■ Directions for this task ■
From the listing below, set down exactly the lines between the one holding "filename compiler/src/shadow.rs" and the one holding "with an unrelated", inclusive. No other line is wanted.
━━━━━━
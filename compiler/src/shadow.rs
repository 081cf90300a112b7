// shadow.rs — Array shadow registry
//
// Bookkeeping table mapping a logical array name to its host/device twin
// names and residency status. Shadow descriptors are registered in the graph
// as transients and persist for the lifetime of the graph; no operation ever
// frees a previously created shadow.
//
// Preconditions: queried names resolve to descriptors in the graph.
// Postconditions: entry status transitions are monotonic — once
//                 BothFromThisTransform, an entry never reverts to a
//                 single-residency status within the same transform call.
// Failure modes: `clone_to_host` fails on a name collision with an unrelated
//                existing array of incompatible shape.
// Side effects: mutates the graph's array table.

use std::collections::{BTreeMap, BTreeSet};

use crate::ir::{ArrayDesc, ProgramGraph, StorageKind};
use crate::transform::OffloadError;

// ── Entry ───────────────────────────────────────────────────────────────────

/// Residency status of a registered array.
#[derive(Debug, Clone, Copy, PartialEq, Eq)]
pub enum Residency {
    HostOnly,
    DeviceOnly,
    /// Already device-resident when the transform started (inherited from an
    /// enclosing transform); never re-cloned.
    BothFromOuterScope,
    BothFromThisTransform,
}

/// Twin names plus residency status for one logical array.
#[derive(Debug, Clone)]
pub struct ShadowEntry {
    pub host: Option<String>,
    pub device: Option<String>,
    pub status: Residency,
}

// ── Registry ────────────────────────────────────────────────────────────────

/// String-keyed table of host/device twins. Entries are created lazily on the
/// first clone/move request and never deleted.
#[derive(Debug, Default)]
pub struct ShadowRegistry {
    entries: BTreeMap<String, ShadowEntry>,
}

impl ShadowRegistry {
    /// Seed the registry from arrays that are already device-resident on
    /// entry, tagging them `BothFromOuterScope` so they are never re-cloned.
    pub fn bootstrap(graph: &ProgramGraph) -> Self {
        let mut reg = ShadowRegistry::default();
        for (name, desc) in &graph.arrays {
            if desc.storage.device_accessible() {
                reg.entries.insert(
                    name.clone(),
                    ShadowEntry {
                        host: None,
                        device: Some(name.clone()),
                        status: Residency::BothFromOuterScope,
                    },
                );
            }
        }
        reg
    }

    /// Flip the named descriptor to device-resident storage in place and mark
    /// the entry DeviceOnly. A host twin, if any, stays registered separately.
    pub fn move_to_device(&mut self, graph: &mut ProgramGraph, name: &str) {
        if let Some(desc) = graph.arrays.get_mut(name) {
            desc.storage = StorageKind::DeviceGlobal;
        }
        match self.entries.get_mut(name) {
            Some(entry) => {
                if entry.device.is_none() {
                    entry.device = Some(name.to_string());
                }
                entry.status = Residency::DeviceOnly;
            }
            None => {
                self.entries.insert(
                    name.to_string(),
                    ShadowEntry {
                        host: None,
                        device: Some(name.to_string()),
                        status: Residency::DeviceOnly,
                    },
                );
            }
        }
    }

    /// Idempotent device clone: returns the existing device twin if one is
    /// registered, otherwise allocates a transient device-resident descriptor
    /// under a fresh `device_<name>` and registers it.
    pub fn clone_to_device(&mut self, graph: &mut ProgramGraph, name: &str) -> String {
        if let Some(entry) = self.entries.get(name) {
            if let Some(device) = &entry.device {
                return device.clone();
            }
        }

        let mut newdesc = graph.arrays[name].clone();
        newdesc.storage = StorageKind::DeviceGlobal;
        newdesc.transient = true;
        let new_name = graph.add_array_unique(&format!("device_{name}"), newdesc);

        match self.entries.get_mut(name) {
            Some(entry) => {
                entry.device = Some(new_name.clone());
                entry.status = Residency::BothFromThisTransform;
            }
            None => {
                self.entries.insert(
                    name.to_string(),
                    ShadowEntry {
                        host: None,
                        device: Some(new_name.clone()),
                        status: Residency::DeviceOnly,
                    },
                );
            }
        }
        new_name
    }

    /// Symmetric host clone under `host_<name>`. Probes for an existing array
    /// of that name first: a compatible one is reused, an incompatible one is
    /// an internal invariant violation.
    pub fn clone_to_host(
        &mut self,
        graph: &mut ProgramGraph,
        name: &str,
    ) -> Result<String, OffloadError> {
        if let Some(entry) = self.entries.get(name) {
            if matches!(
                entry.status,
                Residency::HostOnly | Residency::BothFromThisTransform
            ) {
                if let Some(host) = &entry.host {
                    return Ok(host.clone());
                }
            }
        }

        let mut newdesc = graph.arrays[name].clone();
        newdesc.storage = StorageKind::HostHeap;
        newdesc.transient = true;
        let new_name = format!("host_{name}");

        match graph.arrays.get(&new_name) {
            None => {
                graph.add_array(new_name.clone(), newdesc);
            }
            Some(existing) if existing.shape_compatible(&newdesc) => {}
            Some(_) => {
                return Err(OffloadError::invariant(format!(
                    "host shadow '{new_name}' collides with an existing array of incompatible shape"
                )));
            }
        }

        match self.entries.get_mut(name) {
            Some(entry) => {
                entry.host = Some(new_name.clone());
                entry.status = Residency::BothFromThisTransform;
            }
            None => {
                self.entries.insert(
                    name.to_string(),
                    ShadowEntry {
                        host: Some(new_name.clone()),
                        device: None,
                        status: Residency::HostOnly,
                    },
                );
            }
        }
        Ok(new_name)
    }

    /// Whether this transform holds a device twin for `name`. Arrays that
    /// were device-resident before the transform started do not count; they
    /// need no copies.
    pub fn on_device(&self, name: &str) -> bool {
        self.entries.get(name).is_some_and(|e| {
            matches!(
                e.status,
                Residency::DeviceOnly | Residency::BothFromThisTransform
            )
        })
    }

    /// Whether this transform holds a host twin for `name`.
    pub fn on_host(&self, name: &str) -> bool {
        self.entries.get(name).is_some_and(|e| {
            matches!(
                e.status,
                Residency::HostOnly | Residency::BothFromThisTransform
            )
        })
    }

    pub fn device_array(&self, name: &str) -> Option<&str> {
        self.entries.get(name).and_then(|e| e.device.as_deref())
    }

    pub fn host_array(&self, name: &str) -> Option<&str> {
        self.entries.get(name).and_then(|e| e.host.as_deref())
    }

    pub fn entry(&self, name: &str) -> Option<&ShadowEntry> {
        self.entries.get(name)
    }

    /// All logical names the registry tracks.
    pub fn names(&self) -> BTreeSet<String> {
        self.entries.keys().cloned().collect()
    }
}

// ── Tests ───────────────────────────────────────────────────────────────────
━━━━━━
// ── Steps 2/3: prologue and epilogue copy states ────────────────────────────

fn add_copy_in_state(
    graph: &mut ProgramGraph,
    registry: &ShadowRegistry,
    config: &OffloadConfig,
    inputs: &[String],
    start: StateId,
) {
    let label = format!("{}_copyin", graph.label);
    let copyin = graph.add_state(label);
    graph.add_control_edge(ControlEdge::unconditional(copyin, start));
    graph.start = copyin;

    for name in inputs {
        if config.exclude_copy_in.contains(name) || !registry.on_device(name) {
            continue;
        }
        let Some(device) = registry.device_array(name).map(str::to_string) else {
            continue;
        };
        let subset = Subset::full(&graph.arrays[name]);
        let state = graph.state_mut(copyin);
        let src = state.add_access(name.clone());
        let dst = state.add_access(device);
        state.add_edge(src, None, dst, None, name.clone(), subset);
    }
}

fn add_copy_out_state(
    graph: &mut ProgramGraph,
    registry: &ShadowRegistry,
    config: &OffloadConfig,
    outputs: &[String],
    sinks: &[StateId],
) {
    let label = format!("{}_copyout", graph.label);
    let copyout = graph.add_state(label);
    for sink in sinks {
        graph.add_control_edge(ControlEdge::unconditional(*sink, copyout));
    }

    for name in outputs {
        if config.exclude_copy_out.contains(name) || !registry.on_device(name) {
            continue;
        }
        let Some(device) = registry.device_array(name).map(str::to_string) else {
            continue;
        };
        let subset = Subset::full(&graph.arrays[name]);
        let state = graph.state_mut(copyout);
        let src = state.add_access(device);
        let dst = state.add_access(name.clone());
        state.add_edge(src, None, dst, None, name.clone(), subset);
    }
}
━━━━━━
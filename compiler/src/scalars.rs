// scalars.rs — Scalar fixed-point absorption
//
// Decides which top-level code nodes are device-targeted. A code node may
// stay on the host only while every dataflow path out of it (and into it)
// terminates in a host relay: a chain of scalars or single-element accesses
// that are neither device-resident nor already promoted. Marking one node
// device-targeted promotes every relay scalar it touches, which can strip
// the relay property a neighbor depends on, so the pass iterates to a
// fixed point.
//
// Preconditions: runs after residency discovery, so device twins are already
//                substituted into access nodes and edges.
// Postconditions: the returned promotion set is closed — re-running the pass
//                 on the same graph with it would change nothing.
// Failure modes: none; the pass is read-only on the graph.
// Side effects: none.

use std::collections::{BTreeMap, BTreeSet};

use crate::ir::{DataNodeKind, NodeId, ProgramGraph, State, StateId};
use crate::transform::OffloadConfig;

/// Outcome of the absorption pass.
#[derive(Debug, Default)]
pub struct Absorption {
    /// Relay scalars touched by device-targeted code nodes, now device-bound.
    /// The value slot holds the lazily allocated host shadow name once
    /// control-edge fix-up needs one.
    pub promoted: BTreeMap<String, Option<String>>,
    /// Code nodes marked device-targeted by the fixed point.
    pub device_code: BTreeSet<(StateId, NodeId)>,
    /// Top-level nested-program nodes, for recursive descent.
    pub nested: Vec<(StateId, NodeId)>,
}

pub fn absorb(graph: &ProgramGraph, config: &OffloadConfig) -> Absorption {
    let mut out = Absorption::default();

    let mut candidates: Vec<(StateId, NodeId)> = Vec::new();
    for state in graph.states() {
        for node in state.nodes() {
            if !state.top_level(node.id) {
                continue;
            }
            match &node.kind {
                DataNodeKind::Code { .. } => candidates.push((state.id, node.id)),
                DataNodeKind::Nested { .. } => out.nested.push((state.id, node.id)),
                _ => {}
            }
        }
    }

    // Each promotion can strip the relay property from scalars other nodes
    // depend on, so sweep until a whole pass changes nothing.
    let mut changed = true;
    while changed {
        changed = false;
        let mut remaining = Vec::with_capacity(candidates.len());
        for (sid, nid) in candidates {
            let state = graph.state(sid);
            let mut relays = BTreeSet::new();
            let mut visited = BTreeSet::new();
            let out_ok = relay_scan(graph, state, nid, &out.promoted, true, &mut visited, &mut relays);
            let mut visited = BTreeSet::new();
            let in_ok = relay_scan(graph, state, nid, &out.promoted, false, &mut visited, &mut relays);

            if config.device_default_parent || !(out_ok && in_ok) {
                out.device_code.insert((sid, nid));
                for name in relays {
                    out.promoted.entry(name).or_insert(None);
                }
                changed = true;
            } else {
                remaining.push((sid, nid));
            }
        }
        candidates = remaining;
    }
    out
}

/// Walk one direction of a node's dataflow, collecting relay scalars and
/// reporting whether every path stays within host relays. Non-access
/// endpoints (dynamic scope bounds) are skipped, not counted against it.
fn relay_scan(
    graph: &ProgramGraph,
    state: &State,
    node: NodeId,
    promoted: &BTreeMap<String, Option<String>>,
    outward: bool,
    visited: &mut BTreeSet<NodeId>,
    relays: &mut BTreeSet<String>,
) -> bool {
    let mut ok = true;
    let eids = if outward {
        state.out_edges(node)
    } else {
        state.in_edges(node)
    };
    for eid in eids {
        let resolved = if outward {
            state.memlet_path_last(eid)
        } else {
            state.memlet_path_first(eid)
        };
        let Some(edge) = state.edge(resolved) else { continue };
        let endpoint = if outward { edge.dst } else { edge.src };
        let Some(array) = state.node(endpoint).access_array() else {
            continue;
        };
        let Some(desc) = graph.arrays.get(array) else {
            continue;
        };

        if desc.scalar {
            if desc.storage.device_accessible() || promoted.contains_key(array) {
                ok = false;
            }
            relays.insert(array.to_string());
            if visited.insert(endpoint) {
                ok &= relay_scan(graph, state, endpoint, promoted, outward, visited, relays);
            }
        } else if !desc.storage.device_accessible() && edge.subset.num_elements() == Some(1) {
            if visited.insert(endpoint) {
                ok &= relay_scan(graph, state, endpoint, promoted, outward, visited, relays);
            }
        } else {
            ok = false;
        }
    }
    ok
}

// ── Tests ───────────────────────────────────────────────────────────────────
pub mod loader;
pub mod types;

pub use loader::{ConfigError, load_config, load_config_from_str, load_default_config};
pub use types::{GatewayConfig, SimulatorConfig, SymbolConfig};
━━━━━━
■ Response box ■
filename compiler/src/shadow.rs
repository 081cf90300a112b7
// shadow.rs — Array shadow registry
//
// Bookkeeping table mapping a logical array name to its host/device twin
// names and residency status. Shadow descriptors are registered in the graph
// as transients and persist for the lifetime of the graph; no operation ever
// frees a previously created shadow.
//
// Preconditions: queried names resolve to descriptors in the graph.
// Postconditions: entry status transitions are monotonic — once
//                 BothFromThisTransform, an entry never reverts to a
//                 single-residency status within the same transform call.
// Failure modes: `clone_to_host` fails on a name collision with an unrelated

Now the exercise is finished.